No habiendo tenido hijos varones, Fernando VII nombra heredera al trono a su hija Isabel II, para lo cual deroga la Ley Sálica. Se repite, una vez más, un problema sucesorio que determina el acontecer histórico del país. Los partidarios de Carlos María de Isidro, hermano del rey, se enfrentan con los de Isabel y desatan las guerras carlistas en España. Al morir el rey y siendo menor de edad Isabel, las riendas del reino quedan en manos de la regente María Cristina, quien busca apoyos en la burguesía liberal para defender su gobierno. Es una época convulsa en la que el liberalismo se escinde en dos ramas, moderados y progresistas, que responden a la división interna de la propia burguesía.
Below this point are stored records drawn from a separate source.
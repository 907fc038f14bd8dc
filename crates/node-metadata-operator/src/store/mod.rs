//! # Object Store Abstraction
//!
//! The reconciler never talks to the Kubernetes API directly. It reads and
//! writes through [`ObjectStore`], a small capability interface covering the
//! three object kinds it cares about:
//!
//! - **`KubeStore`**: backed by the API server through kube-rs
//! - **`InMemoryStore`**: explicit ownership relation, used by tests and tooling

pub mod kubernetes;
pub mod memory;
pub mod nodes;

pub use kubernetes::KubeStore;
pub use memory::InMemoryStore;

use crate::crds::MachineSelector;
use crate::labels::{LabelDiff, LabelSet};
use async_trait::async_trait;
use std::collections::BTreeMap;
use std::fmt;
use std::sync::Arc;
use thiserror::Error;

/// Kinds of objects the operator reads or writes.
#[derive(Debug, Clone, Copy, PartialEq, Eq, Hash, PartialOrd, Ord)]
pub enum ObjectKind {
    MachineSet,
    Machine,
    Node,
}

impl fmt::Display for ObjectKind {
    fn fmt(&self, f: &mut fmt::Formatter<'_>) -> fmt::Result {
        match self {
            ObjectKind::MachineSet => write!(f, "MachineSet"),
            ObjectKind::Machine => write!(f, "Machine"),
            ObjectKind::Node => write!(f, "Node"),
        }
    }
}

/// Identity of a `MachineSet`.
#[derive(Debug, Clone, PartialEq, Eq, Hash, PartialOrd, Ord)]
pub struct MachineSetId {
    pub namespace: String,
    pub name: String,
}

impl MachineSetId {
    pub fn new(namespace: impl Into<String>, name: impl Into<String>) -> Self {
        Self {
            namespace: namespace.into(),
            name: name.into(),
        }
    }
}

impl fmt::Display for MachineSetId {
    fn fmt(&self, f: &mut fmt::Formatter<'_>) -> fmt::Result {
        write!(f, "{}/{}", self.namespace, self.name)
    }
}

/// Reference to an object whose labels can be updated.
#[derive(Debug, Clone, PartialEq, Eq, Hash, PartialOrd, Ord)]
pub struct TargetRef {
    pub kind: ObjectKind,
    pub namespace: Option<String>,
    pub name: String,
}

impl TargetRef {
    pub fn namespaced(kind: ObjectKind, namespace: impl Into<String>, name: impl Into<String>) -> Self {
        Self {
            kind,
            namespace: Some(namespace.into()),
            name: name.into(),
        }
    }

    pub fn cluster(kind: ObjectKind, name: impl Into<String>) -> Self {
        Self {
            kind,
            namespace: None,
            name: name.into(),
        }
    }
}

impl fmt::Display for TargetRef {
    fn fmt(&self, f: &mut fmt::Formatter<'_>) -> fmt::Result {
        match &self.namespace {
            Some(ns) => write!(f, "{} {}/{}", self.kind, ns, self.name),
            None => write!(f, "{} {}", self.kind, self.name),
        }
    }
}

/// Snapshot of a `MachineSet` as seen by the reconciler.
#[derive(Debug, Clone, PartialEq)]
pub struct MachineSetState {
    pub id: MachineSetId,
    pub uid: Option<String>,
    pub selector: MachineSelector,
    /// Template labels; `None` when the template declares none
    pub desired_labels: Option<LabelSet>,
}

/// Labels and annotations of a Machine or Node, with its concurrency token.
#[derive(Debug, Clone, PartialEq)]
pub struct LabeledObject {
    pub target: TargetRef,
    pub labels: Option<LabelSet>,
    pub annotations: Option<BTreeMap<String, String>>,
    pub resource_version: Option<String>,
}

impl LabeledObject {
    pub fn new(target: TargetRef) -> Self {
        Self {
            target,
            labels: None,
            annotations: None,
            resource_version: None,
        }
    }
}

/// Snapshot of a `Machine`: its propagated labels plus how to find its Node.
#[derive(Debug, Clone, PartialEq)]
pub struct MachineState {
    pub object: LabeledObject,
    /// `status.nodeRef.name`, absent until provisioned
    pub node_name: Option<String>,
    pub provider_id: Option<String>,
}

/// A single label write.
#[derive(Debug, Clone, PartialEq)]
pub struct LabelUpdate {
    pub target: TargetRef,
    /// Expected resource version; a mismatch must fail with [`StoreError::Conflict`]
    pub resource_version: Option<String>,
    /// Complete label set after the update
    pub labels: LabelSet,
    /// Changes relative to the observed label set
    pub diff: LabelDiff,
    /// Annotation changes; `None` deletes the annotation
    pub annotations: BTreeMap<String, Option<String>>,
}

#[derive(Debug, Error)]
pub enum StoreError {
    #[error("{target} not found")]
    NotFound { target: String },

    #[error("{target} was modified concurrently")]
    Conflict { target: String },

    #[error("{0}")]
    Backend(String),

    #[error("Serialization error: {0}")]
    Serialization(#[from] serde_json::Error),
}

pub type StoreResult<T> = Result<T, StoreError>;

/// Capability interface over the cluster state the reconciler needs.
#[cfg_attr(test, mockall::automock)]
#[async_trait]
pub trait ObjectStore: Send + Sync {
    /// Fetch a `MachineSet`; `None` when it no longer exists.
    async fn get_machine_set(&self, id: &MachineSetId) -> StoreResult<Option<MachineSetState>>;

    /// List the Machines owned by `machine_set`.
    async fn list_machines_owned_by(
        &self,
        machine_set: &MachineSetState,
    ) -> StoreResult<Vec<MachineState>>;

    /// Resolve the Node backing `machine`; `None` while unbound.
    async fn get_node_for_machine(&self, machine: &MachineState)
        -> StoreResult<Option<LabeledObject>>;

    /// Persist new labels (and annotations) on a Machine or Node.
    async fn update_labels(&self, update: &LabelUpdate) -> StoreResult<()>;
}

#[async_trait]
impl<T: ObjectStore + ?Sized> ObjectStore for Arc<T> {
    async fn get_machine_set(&self, id: &MachineSetId) -> StoreResult<Option<MachineSetState>> {
        (**self).get_machine_set(id).await
    }

    async fn list_machines_owned_by(
        &self,
        machine_set: &MachineSetState,
    ) -> StoreResult<Vec<MachineState>> {
        (**self).list_machines_owned_by(machine_set).await
    }

    async fn get_node_for_machine(&self, machine: &MachineState)
        -> StoreResult<Option<LabeledObject>> {
        (**self).get_node_for_machine(machine).await
    }

    async fn update_labels(&self, update: &LabelUpdate) -> StoreResult<()> {
        (**self).update_labels(update).await
    }
}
No obstante, el moderantismo conservaría el poder durante la mayor parte del reinado de Isabel II, hasta que, forzada al exilio, España se sume en una dinámica de inestabilidad en la que se producirán revoluciones, golpes de estado, la fugaz dinastía de Saboya -el rey importado de Italia-, la proclamación de la I República, el reinado de Alfonso XIII, la II República, la Guerra Civil, la dictadura de Franco y el actual momento de esplendor democrático que, bajo una monarquía constitucional, se disfruta en el país. Quiere decirse que, en una imagen apresurada, la noria de la historia ha girado frenéticamente hasta encontrar el equilibrio de paz y prosperidad en otro ensayo de monarquía constitucional como aquel que la Constitución quiso establecer en 1812.